Golf courses, have 19th holes of course. The last hole, the finishing stop, the end of the course, the goal so to speak of staying on course until the outcome is achieved. Several things can get one off the course, most important of which is threatening and bad weather (lightning, tornado, high dangerous winds, massive flooding downpours, etc.) or some other catastrophe in the capacity to actually stay on course and play (injury to self or party, loss of balls, crash of carts, dropping of clubs in lake). In each of these sorts of cases when staying on course is no longer intelligent, safe, healthy, useful, the parties choose to immediately go to the 19th hole and claim satisfaction that they arrived at the goal.
Race courses--such as auto, motorcycle, horse, and so forth--are closed looped, and thus staying on course is relatively easy in terms of knowing where the course is going. Completing each circuit represents the fine tuning of the knowledge required to stay on course, but likewise increases the chances of being taken off course. All sorts of crises make getting off course critically important for survival. Hell they shoot horses don't they???
Distance race courses for running, ride and tie, triathlons, etc. are more open-ended yet have all manner of safety and health checks, backup systems, provisions and equipment support, and so far forth. Thus if a runner/rider on the Western States Marathon, or Tevis Cup Ride and Tie, wishes to stay on course, to the finish line (ah yes, forgot to mention that these courses have finish lines where the course officially ends), that person must abide by the decisions of officials evaluating and judging that individuals capacity to stay on course. Many problems get people yanked from the course, and only those who exhibit the best strategies, tactics, equipment, and most of all training, are allowed to stay on course to compete until they reach the finish line and achieve the goal.

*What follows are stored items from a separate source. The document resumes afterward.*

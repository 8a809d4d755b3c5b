use anyhow::{Context, anyhow};
use serde::{Deserialize, Serialize};
use std::{
    env, fmt, fs,
    path::{Path, PathBuf},
};
use watchlog_core::query::FilterEngine;
use watchlog_core::schedule::{FeasibilityLimits, ScheduleGenerator};
use watchlog_model::{DEFAULT_EPISODE_MINUTES, Weekday};

pub const CONFIG_PATH_VAR: &str = "WATCHLOG_CONFIG_PATH";
pub const CONFIG_JSON_VAR: &str = "WATCHLOG_CONFIG_JSON";

const CANDIDATES: &[&str] = &[
    "watchlog.toml",
    "watchlog.json",
    "config/watchlog.toml",
    "config/watchlog.json",
];

/// Source that produced the configuration.
#[derive(Debug, Clone, PartialEq, Eq, Default)]
pub enum ConfigSource {
    #[default]
    Default,
    EnvPath(PathBuf),
    EnvInline,
    File(PathBuf),
}

impl fmt::Display for ConfigSource {
    fn fmt(&self, f: &mut fmt::Formatter<'_>) -> fmt::Result {
        match self {
            ConfigSource::Default => f.write_str("built-in defaults"),
            ConfigSource::EnvPath(path) => {
                write!(f, "{} (via {CONFIG_PATH_VAR})", path.display())
            }
            ConfigSource::EnvInline => f.write_str(CONFIG_JSON_VAR),
            ConfigSource::File(path) => write!(f, "{}", path.display()),
        }
    }
}

/// Top-level settings for the watchlog tools.
#[derive(Debug, Clone, Default, PartialEq, Deserialize, Serialize)]
#[serde(default)]
pub struct WatchlogConfig {
    pub schedule: ScheduleConfig,
    pub filter: FilterConfig,
}

/// Viewing plan settings.
#[derive(Debug, Clone, PartialEq, Deserialize, Serialize)]
#[serde(default)]
pub struct ScheduleConfig {
    /// Assumed length of one episode in minutes. Raise it for shows with
    /// double-length episodes; per-day and total durations scale with it.
    pub episode_minutes: u32,
    /// Daily quota used when the caller does not name one.
    pub default_episodes_per_day: u32,
    /// Weekdays that never receive episodes. They still count toward the
    /// seven-day week boundary, so a plan with rest days spans more weeks.
    pub rest_days: Vec<Weekday>,
    /// Print rest days inside the plan as empty entries.
    pub show_rest_days: bool,
    /// Advisory ceilings; plans above them are generated with a warning.
    pub limits: FeasibilityLimits,
}

impl Default for ScheduleConfig {
    fn default() -> Self {
        Self {
            episode_minutes: DEFAULT_EPISODE_MINUTES,
            default_episodes_per_day: 2,
            rest_days: Vec::new(),
            show_rest_days: false,
            limits: FeasibilityLimits::default(),
        }
    }
}

impl ScheduleConfig {
    pub fn generator(&self) -> ScheduleGenerator {
        ScheduleGenerator::new()
            .with_episode_minutes(self.episode_minutes)
            .with_rest_days(self.rest_days.iter().copied())
            .with_rest_day_placeholders(self.show_rest_days)
            .with_limits(self.limits)
    }
}

/// Catalog filter settings.
#[derive(Debug, Clone, PartialEq, Deserialize, Serialize)]
#[serde(default)]
pub struct FilterConfig {
    /// Catalog size at which filtering fans out across the rayon pool.
    pub parallel_threshold: usize,
    /// Limit applied when the caller does not pass one.
    pub default_limit: Option<i64>,
}

impl Default for FilterConfig {
    fn default() -> Self {
        Self {
            parallel_threshold: FilterEngine::DEFAULT_PARALLEL_THRESHOLD,
            default_limit: None,
        }
    }
}

impl FilterConfig {
    pub fn engine(&self) -> FilterEngine {
        FilterEngine::with_parallel_threshold(self.parallel_threshold)
    }
}

impl WatchlogConfig {
    pub fn schedule_generator(&self) -> ScheduleGenerator {
        self.schedule.generator()
    }

    pub fn filter_engine(&self) -> FilterEngine {
        self.filter.engine()
    }

    /// Load configuration using environment variables.
    /// Evaluation order:
    /// 1) `$WATCHLOG_CONFIG_PATH` (TOML or JSON file),
    /// 2) `$WATCHLOG_CONFIG_JSON` (inline JSON),
    /// 3) the first candidate file found in the working directory,
    /// 4) defaults.
    pub fn load_from_env() -> anyhow::Result<(Self, ConfigSource)> {
        Self::load_with(|key| env::var(key).ok(), Path::new("."))
    }

    /// [`Self::load_from_env`] with an explicit variable lookup and search root.
    pub fn load_with<F>(lookup: F, root: &Path) -> anyhow::Result<(Self, ConfigSource)>
    where
        F: Fn(&str) -> Option<String>,
    {
        if let Some(path_str) = lookup(CONFIG_PATH_VAR)
            && !path_str.trim().is_empty()
        {
            let path = PathBuf::from(path_str);
            let config = Self::load_from_file(&path)?;
            return Ok((config, ConfigSource::EnvPath(path)));
        }

        if let Some(raw) = lookup(CONFIG_JSON_VAR)
            && !raw.trim().is_empty()
        {
            let parsed = Self::parse_json(&raw)
                .with_context(|| format!("failed to parse {CONFIG_JSON_VAR}"))?;
            return Ok((parsed, ConfigSource::EnvInline));
        }

        if let Some(path) = Self::find_default_file(root) {
            let config = Self::load_from_file(&path)?;
            return Ok((config, ConfigSource::File(path)));
        }

        Ok((Self::default(), ConfigSource::Default))
    }

    pub fn load_from_file(path: &Path) -> anyhow::Result<Self> {
        let contents = fs::read_to_string(path).with_context(|| {
            format!("failed to read watchlog config from {}", path.display())
        })?;

        match path.extension().and_then(|ext| ext.to_str()) {
            Some("json") => Self::parse_json(&contents)
                .with_context(|| format!("invalid watchlog config {}", path.display())),
            Some("toml") | Some("tml") => toml::from_str(&contents).map_err(|err| {
                anyhow!("invalid watchlog config {}: {}", path.display(), err)
            }),
            _ => Self::parse_from_str(&contents, &path.display().to_string()),
        }
    }

    pub fn parse_from_str(contents: &str, origin: &str) -> anyhow::Result<Self> {
        // TOML first, then JSON.
        toml::from_str(contents).or_else(|toml_err| {
            serde_json::from_str(contents).map_err(|json_err| {
                anyhow!(
                    "failed to parse watchlog config {}: toml error: {}; json error: {}",
                    origin,
                    toml_err,
                    json_err
                )
            })
        })
    }

    pub fn parse_json(raw: &str) -> anyhow::Result<Self> {
        serde_json::from_str(raw).map_err(|err| anyhow!("invalid watchlog config json: {err}"))
    }

    fn find_default_file(root: &Path) -> Option<PathBuf> {
        CANDIDATES
            .iter()
            .map(|candidate| root.join(candidate))
            .find(|path| path.exists())
    }
}
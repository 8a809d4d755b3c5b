//! Advisory limits on how aggressive a viewing plan may be.
//!
//! A plan that breaks a limit is still generated; the report lets the caller
//! warn before committing to it.

use super::generator::validate_request;
use crate::error::Result;
use serde::{Deserialize, Serialize};
use std::fmt;
use watchlog_model::ScheduleRequest;

#[derive(Debug, Clone, Copy, PartialEq, Eq, Serialize, Deserialize)]
#[serde(default)]
pub struct FeasibilityLimits {
    pub max_episodes_per_day: u32,
    pub max_viewing_days: u32,
}

impl Default for FeasibilityLimits {
    fn default() -> Self {
        Self {
            max_episodes_per_day: 10,
            max_viewing_days: 365,
        }
    }
}

#[derive(Debug, Clone, Copy, PartialEq, Eq, Serialize)]
#[serde(tag = "kind", rename_all = "snake_case")]
pub enum FeasibilityViolation {
    QuotaTooHigh { requested: u32, max: u32 },
    TooManyDays { days: u32, max: u32 },
}

impl fmt::Display for FeasibilityViolation {
    fn fmt(&self, f: &mut fmt::Formatter<'_>) -> fmt::Result {
        match self {
            FeasibilityViolation::QuotaTooHigh { requested, max } => write!(
                f,
                "{requested} episodes per day exceeds the limit of {max}"
            ),
            FeasibilityViolation::TooManyDays { days, max } => {
                write!(f, "plan needs {days} viewing days, limit is {max}")
            }
        }
    }
}

#[derive(Debug, Clone, PartialEq, Eq, Serialize)]
pub struct FeasibilityReport {
    pub viewing_days: u32,
    pub violations: Vec<FeasibilityViolation>,
}

impl FeasibilityReport {
    pub fn is_feasible(&self) -> bool {
        self.violations.is_empty()
    }
}

impl FeasibilityLimits {
    /// Check `request` against these limits.
    ///
    /// Fails only for requests the generator itself would reject.
    pub fn check(&self, request: &ScheduleRequest) -> Result<FeasibilityReport> {
        validate_request(request)?;

        let viewing_days = request.total_episodes.div_ceil(request.episodes_per_day);
        let mut violations = Vec::new();

        if request.episodes_per_day > self.max_episodes_per_day {
            violations.push(FeasibilityViolation::QuotaTooHigh {
                requested: request.episodes_per_day,
                max: self.max_episodes_per_day,
            });
        }
        if viewing_days > self.max_viewing_days {
            violations.push(FeasibilityViolation::TooManyDays {
                days: viewing_days,
                max: self.max_viewing_days,
            });
        }

        Ok(FeasibilityReport {
            viewing_days,
            violations,
        })
    }
}
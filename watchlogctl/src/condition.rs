//! Command-line numeric conditions such as `">= 8.5"` or `"<=50"`.

use anyhow::{Context, bail};

/// Split a condition into its operator token and threshold.
///
/// A bare number yields no operator, leaving the choice of default to the
/// filter request. The operator token itself is validated later, when the
/// request is converted into criteria.
pub fn split_condition(raw: &str) -> anyhow::Result<(Option<String>, f64)> {
    let raw = raw.trim();
    let split = raw
        .find(|c: char| !matches!(c, '<' | '>' | '=' | '!'))
        .unwrap_or(raw.len());
    let (operator, value) = raw.split_at(split);
    let value = value.trim();

    if value.is_empty() {
        bail!("condition {raw:?} has no value");
    }
    let threshold: f64 = value
        .parse()
        .with_context(|| format!("condition {raw:?}: {value:?} is not a number"))?;
    if !threshold.is_finite() {
        bail!("condition {raw:?}: threshold must be finite");
    }

    let operator = (!operator.is_empty()).then(|| operator.to_string());
    Ok((operator, threshold))
}

/// [`split_condition`] for an optional argument.
pub fn split_optional(raw: Option<&str>) -> anyhow::Result<(Option<String>, Option<f64>)> {
    match raw {
        Some(raw) => {
            let (operator, threshold) = split_condition(raw)?;
            Ok((operator, Some(threshold)))
        }
        None => Ok((None, None)),
    }
}

#[cfg(test)]
mod tests {
    use super::*;

    #[test]
    fn splits_with_and_without_spaces() {
        assert_eq!(split_condition(">= 8.5").unwrap(), (Some(">=".into()), 8.5));
        assert_eq!(split_condition("<=50").unwrap(), (Some("<=".into()), 50.0));
        assert_eq!(split_condition("  != 12 ").unwrap(), (Some("!=".into()), 12.0));
    }

    #[test]
    fn bare_number_has_no_operator() {
        assert_eq!(split_condition("2010").unwrap(), (None, 2010.0));
        assert_eq!(split_condition("-1").unwrap(), (None, -1.0));
    }

    #[test]
    fn unknown_operator_token_is_passed_through() {
        assert_eq!(split_condition("=> 3").unwrap(), (Some("=>".into()), 3.0));
    }

    #[test]
    fn missing_or_bad_values_fail() {
        assert!(split_condition(">=").is_err());
        assert!(split_condition("> high").is_err());
        assert!(split_condition("> NaN").is_err());
    }

    #[test]
    fn absent_argument_is_empty() {
        assert_eq!(split_optional(None).unwrap(), (None, None));
    }
}
use anyhow::Result;
use clap::Parser;
use tracing_subscriber::{layer::SubscriberExt, util::SubscriberInitExt};
use watchlog_config::ConfigLoader;
use watchlogctl::{
    cli::{Cli, Command},
    commands::{run_filter, run_schedule},
};

fn main() -> Result<()> {
    tracing_subscriber::registry()
        .with(
            tracing_subscriber::EnvFilter::try_from_default_env()
                .unwrap_or_else(|_| "info".into()),
        )
        .with(tracing_subscriber::fmt::layer().with_writer(std::io::stderr))
        .init();

    let cli = Cli::parse();

    let mut loader = ConfigLoader::new();
    if let Some(path) = &cli.config {
        loader = loader.with_path(path);
    }
    let loaded = loader.load()?;

    let output = match &cli.command {
        Command::Filter(args) => run_filter(args, &loaded.config)?,
        Command::Schedule(args) => run_schedule(args, &loaded.config)?,
    };
    println!("{output}");

    Ok(())
}
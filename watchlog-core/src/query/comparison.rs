//! Relational comparisons used by numeric filters.
//!
//! Operators arrive from the presentation layer or config files as raw tokens
//! (`">="`, `"!="`, ...). They are parsed once into [`ComparisonOperator`] at
//! the boundary so the filter pipeline never carries untyped strings.

use crate::error::{Result, WatchlogError};
use serde::{Deserialize, Serialize};
use std::fmt;
use std::str::FromStr;

/// Closed set of relational operators
#[derive(Debug, Clone, Copy, PartialEq, Eq, Hash, Serialize, Deserialize)]
#[serde(try_from = "String", into = "String")]
pub enum ComparisonOperator {
    Equal,
    NotEqual,
    Greater,
    GreaterOrEqual,
    Less,
    LessOrEqual,
}

impl ComparisonOperator {
    pub fn all() -> &'static [ComparisonOperator] {
        use ComparisonOperator::*;
        &[Equal, Greater, GreaterOrEqual, Less, LessOrEqual, NotEqual]
    }

    pub fn symbol(&self) -> &'static str {
        match self {
            ComparisonOperator::Equal => "=",
            ComparisonOperator::NotEqual => "!=",
            ComparisonOperator::Greater => ">",
            ComparisonOperator::GreaterOrEqual => ">=",
            ComparisonOperator::Less => "<",
            ComparisonOperator::LessOrEqual => "<=",
        }
    }

    /// `actual <op> threshold` under plain `f64` semantics.
    #[inline]
    pub fn compare(self, actual: f64, threshold: f64) -> bool {
        match self {
            ComparisonOperator::Equal => actual == threshold,
            ComparisonOperator::NotEqual => actual != threshold,
            ComparisonOperator::Greater => actual > threshold,
            ComparisonOperator::GreaterOrEqual => actual >= threshold,
            ComparisonOperator::Less => actual < threshold,
            ComparisonOperator::LessOrEqual => actual <= threshold,
        }
    }

    /// Like [`compare`](Self::compare), but a missing value never matches.
    #[inline]
    pub fn evaluate(self, actual: Option<f64>, threshold: f64) -> bool {
        actual.is_some_and(|value| self.compare(value, threshold))
    }
}

impl fmt::Display for ComparisonOperator {
    fn fmt(&self, f: &mut fmt::Formatter<'_>) -> fmt::Result {
        f.write_str(self.symbol())
    }
}

impl FromStr for ComparisonOperator {
    type Err = WatchlogError;

    fn from_str(s: &str) -> Result<Self> {
        let token = s.trim();
        Self::all()
            .iter()
            .copied()
            .find(|op| op.symbol() == token)
            .ok_or_else(|| WatchlogError::InvalidOperator(s.to_string()))
    }
}

impl TryFrom<String> for ComparisonOperator {
    type Error = WatchlogError;

    fn try_from(value: String) -> Result<Self> {
        value.parse()
    }
}

impl From<ComparisonOperator> for String {
    fn from(op: ComparisonOperator) -> Self {
        op.symbol().to_string()
    }
}

/// Evaluate a raw operator token against an optional value.
///
/// Fails with [`WatchlogError::InvalidOperator`] for unrecognized tokens; a
/// missing `actual` yields `false` for every valid operator.
pub fn evaluate(operator: &str, actual: Option<f64>, threshold: f64) -> Result<bool> {
    let op: ComparisonOperator = operator.parse()?;
    Ok(op.evaluate(actual, threshold))
}

/// Operator plus threshold for one numeric field
#[derive(Debug, Clone, Copy, PartialEq, Serialize, Deserialize)]
pub struct NumericCondition {
    pub operator: ComparisonOperator,
    pub threshold: f64,
}

impl NumericCondition {
    pub fn new(operator: ComparisonOperator, threshold: f64) -> Self {
        Self {
            operator,
            threshold,
        }
    }

    /// Build from a raw operator token.
    pub fn parse(operator: &str, threshold: f64) -> Result<Self> {
        Ok(Self::new(operator.parse()?, threshold))
    }

    #[inline]
    pub fn matches(&self, actual: Option<f64>) -> bool {
        self.operator.evaluate(actual, self.threshold)
    }
}

impl fmt::Display for NumericCondition {
    fn fmt(&self, f: &mut fmt::Formatter<'_>) -> fmt::Result {
        write!(f, "{} {}", self.operator, self.threshold)
    }
}

#[cfg(test)]
mod tests {
    use super::*;

    #[test]
    fn parses_all_six_tokens() {
        for op in ComparisonOperator::all() {
            assert_eq!(op.symbol().parse::<ComparisonOperator>().unwrap(), *op);
        }
        assert_eq!(" >= ".parse::<ComparisonOperator>().unwrap(), ComparisonOperator::GreaterOrEqual);
    }

    #[test]
    fn rejects_unknown_tokens() {
        for token in ["invalid", "==", "=>", "<>", ""] {
            let err = token.parse::<ComparisonOperator>().unwrap_err();
            assert_eq!(err, WatchlogError::InvalidOperator(token.to_string()));
        }
    }

    #[test]
    fn evaluate_rejects_invalid_operator() {
        assert!(matches!(
            evaluate("invalid", Some(5.0), 5.0),
            Err(WatchlogError::InvalidOperator(_))
        ));
    }

    #[test]
    fn evaluate_follows_real_number_semantics() {
        assert!(evaluate(">", Some(9.0), 8.5).unwrap());
        assert!(!evaluate("<", Some(9.0), 8.5).unwrap());
        assert!(evaluate("!=", Some(3.0), 8.0).unwrap());
        assert!(evaluate("<=", Some(12.0), 12.0).unwrap());
        assert!(evaluate("=", Some(24.0), 24.0).unwrap());
    }

    #[test]
    fn missing_value_never_matches() {
        for op in ComparisonOperator::all() {
            assert!(!op.evaluate(None, 0.0), "{op} matched a missing value");
        }
    }

    #[test]
    fn equal_operands_match_only_inclusive_operators() {
        for op in ComparisonOperator::all() {
            let expected = matches!(
                op,
                ComparisonOperator::Equal
                    | ComparisonOperator::GreaterOrEqual
                    | ComparisonOperator::LessOrEqual
            );
            assert_eq!(op.compare(7.5, 7.5), expected, "operator {op}");
        }
    }

    #[test]
    fn condition_serializes_operator_as_symbol() {
        let condition = NumericCondition::parse(">=", 8.5).unwrap();
        let json = serde_json::to_string(&condition).unwrap();
        assert_eq!(json, r#"{"operator":">=","threshold":8.5}"#);

        let back: NumericCondition = serde_json::from_str(&json).unwrap();
        assert_eq!(back, condition);
        assert!(serde_json::from_str::<NumericCondition>(r#"{"operator":"~","threshold":1.0}"#).is_err());
    }
}
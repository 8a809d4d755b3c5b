//! Episode viewing plans.

pub mod cycle;
pub mod feasibility;
pub mod generator;

pub use cycle::{WeekdayCycle, sequence_from};
pub use feasibility::{FeasibilityLimits, FeasibilityReport, FeasibilityViolation};
pub use generator::{ScheduleGenerator, validate_request};
use crate::{
    error::{ModelError, Result},
    ids::WorkId,
};

#[cfg(feature = "serde")]
use serde::{Deserialize, Serialize};

/// One cataloged work (anime, manga, ...) as handed out by the store.
///
/// `kind` and `tags` are free text; matching against them is
/// case-insensitive, but the original spelling is preserved for display.
#[derive(Debug, Clone, PartialEq)]
#[cfg_attr(feature = "serde", derive(Serialize, Deserialize))]
pub struct CatalogItem {
    pub id: WorkId,
    pub title: String,
    /// Type category such as "anime" or "manga"
    #[cfg_attr(feature = "serde", serde(rename = "type"))]
    pub kind: String,
    #[cfg_attr(feature = "serde", serde(default))]
    pub year: Option<i32>,
    #[cfg_attr(feature = "serde", serde(default))]
    pub rating: Option<f64>,
    /// Episode count for anime, chapter/volume count for manga
    #[cfg_attr(feature = "serde", serde(default))]
    pub episodes: u32,
    #[cfg_attr(feature = "serde", serde(default))]
    pub tags: Vec<String>,
}

impl CatalogItem {
    pub fn new(
        id: impl Into<WorkId>,
        title: impl Into<String>,
        kind: impl Into<String>,
        episodes: u32,
    ) -> Result<Self> {
        let item = Self {
            id: id.into(),
            title: title.into(),
            kind: kind.into(),
            year: None,
            rating: None,
            episodes,
            tags: Vec::new(),
        };
        item.validate()?;
        Ok(item)
    }

    pub fn with_year(mut self, year: i32) -> Self {
        self.year = Some(year);
        self
    }

    pub fn with_rating(mut self, rating: f64) -> Self {
        self.rating = Some(rating);
        self
    }

    pub fn with_tags<I, S>(mut self, tags: I) -> Self
    where
        I: IntoIterator<Item = S>,
        S: Into<String>,
    {
        self.tags = tags.into_iter().map(Into::into).collect();
        self
    }

    /// Check the invariants the store is expected to uphold.
    ///
    /// Deserialized snapshots bypass [`CatalogItem::new`], so loaders call this
    /// explicitly.
    pub fn validate(&self) -> Result<()> {
        if self.title.trim().is_empty() {
            return Err(ModelError::InvalidItem(format!(
                "work {} has an empty title",
                self.id
            )));
        }
        Ok(())
    }

    pub fn has_rating(&self) -> bool {
        self.rating.is_some()
    }
}

#[cfg(test)]
mod tests {
    use super::*;

    #[test]
    fn new_rejects_blank_title() {
        let err = CatalogItem::new(1, "   ", "anime", 12).unwrap_err();
        assert!(matches!(err, ModelError::InvalidItem(_)));
    }

    #[test]
    fn builder_methods_fill_optional_fields() {
        let item = CatalogItem::new(7, "Mushishi", "anime", 26)
            .unwrap()
            .with_year(2005)
            .with_rating(8.7)
            .with_tags(["Mystery", "Slice of Life"]);

        assert_eq!(item.id.value(), 7);
        assert_eq!(item.year, Some(2005));
        assert_eq!(item.rating, Some(8.7));
        assert_eq!(item.tags, vec!["Mystery", "Slice of Life"]);
    }

    #[cfg(feature = "serde")]
    #[test]
    fn deserializes_snapshot_with_missing_optionals() {
        let raw = r#"{"id": 3, "title": "Berserk", "type": "manga"}"#;
        let item: CatalogItem = serde_json::from_str(raw).unwrap();

        assert_eq!(item.kind, "manga");
        assert_eq!(item.rating, None);
        assert_eq!(item.episodes, 0);
        assert!(item.tags.is_empty());
    }
}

There are lots of other courses too: curricula, technical training, safety screenings, rudimentary skills acquisition, testing of manpower and equipment, etc. All of these have clearly defined check points, benchmarks, checks for understanding, analyses, achievement criteria, and other markers that determine if the path of the course is optimal and meeting the objectives as outlined before beginning the course. We can certainly see why Bushco is trying now to deny that they ever mentioned staying on course in the first place. It was idiotic for them to phrase it that way; they have demonstrated that they do not belong on course; they have failed to specify their desired outcomes; they simply are not on course, except possibly one that is headed for crashing on some sub-surface rocks that will destroy the ship and all aboard.